**Data for review**
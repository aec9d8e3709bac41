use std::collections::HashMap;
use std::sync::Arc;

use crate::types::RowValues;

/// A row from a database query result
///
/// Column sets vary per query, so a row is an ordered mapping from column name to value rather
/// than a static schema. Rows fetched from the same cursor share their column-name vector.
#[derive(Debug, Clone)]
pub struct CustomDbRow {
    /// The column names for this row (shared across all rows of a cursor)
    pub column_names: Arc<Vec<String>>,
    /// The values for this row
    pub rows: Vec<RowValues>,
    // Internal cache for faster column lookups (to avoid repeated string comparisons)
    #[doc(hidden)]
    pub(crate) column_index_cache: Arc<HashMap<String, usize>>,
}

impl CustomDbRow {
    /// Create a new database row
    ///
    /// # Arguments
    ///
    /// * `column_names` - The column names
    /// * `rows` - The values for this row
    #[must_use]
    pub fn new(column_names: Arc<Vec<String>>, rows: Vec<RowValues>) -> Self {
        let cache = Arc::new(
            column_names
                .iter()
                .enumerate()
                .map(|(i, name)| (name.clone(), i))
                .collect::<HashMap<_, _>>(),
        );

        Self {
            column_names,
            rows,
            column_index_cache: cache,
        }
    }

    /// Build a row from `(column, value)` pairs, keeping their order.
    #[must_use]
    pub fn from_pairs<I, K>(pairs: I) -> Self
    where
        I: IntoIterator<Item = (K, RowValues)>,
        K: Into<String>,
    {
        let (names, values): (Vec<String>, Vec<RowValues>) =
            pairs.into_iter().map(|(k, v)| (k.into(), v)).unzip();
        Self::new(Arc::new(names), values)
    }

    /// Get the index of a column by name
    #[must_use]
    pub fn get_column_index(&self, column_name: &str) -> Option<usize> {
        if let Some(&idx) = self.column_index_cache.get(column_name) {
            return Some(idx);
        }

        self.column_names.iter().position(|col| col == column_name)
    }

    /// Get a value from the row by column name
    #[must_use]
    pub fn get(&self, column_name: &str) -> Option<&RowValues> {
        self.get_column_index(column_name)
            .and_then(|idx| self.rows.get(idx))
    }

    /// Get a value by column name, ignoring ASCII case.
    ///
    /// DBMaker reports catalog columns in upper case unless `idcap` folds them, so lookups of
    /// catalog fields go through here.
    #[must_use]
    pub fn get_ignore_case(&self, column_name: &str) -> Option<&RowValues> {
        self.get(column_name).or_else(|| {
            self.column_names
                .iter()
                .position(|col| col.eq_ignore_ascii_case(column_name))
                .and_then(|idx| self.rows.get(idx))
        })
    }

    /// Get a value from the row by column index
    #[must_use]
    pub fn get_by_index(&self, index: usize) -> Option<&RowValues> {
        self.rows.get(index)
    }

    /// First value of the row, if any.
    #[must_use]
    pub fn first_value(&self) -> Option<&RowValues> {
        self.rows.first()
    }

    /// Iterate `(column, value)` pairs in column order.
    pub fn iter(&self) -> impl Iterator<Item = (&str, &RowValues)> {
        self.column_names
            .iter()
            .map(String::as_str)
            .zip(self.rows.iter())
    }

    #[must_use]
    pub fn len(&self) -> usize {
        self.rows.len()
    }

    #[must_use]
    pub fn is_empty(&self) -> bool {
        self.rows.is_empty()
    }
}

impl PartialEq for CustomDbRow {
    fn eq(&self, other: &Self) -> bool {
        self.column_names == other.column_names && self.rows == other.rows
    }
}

**Exercise instructions**
Nothing but the lines from the start of the data above through the line with "to value rather" should appear in your answer, copied exactly.

**Reply**
repository aec9d8e3709bac41
use std::collections::HashMap;
use std::sync::Arc;

use crate::types::RowValues;

/// A row from a database query result
///
/// Column sets vary per query, so a row is an ordered mapping from column name to value rather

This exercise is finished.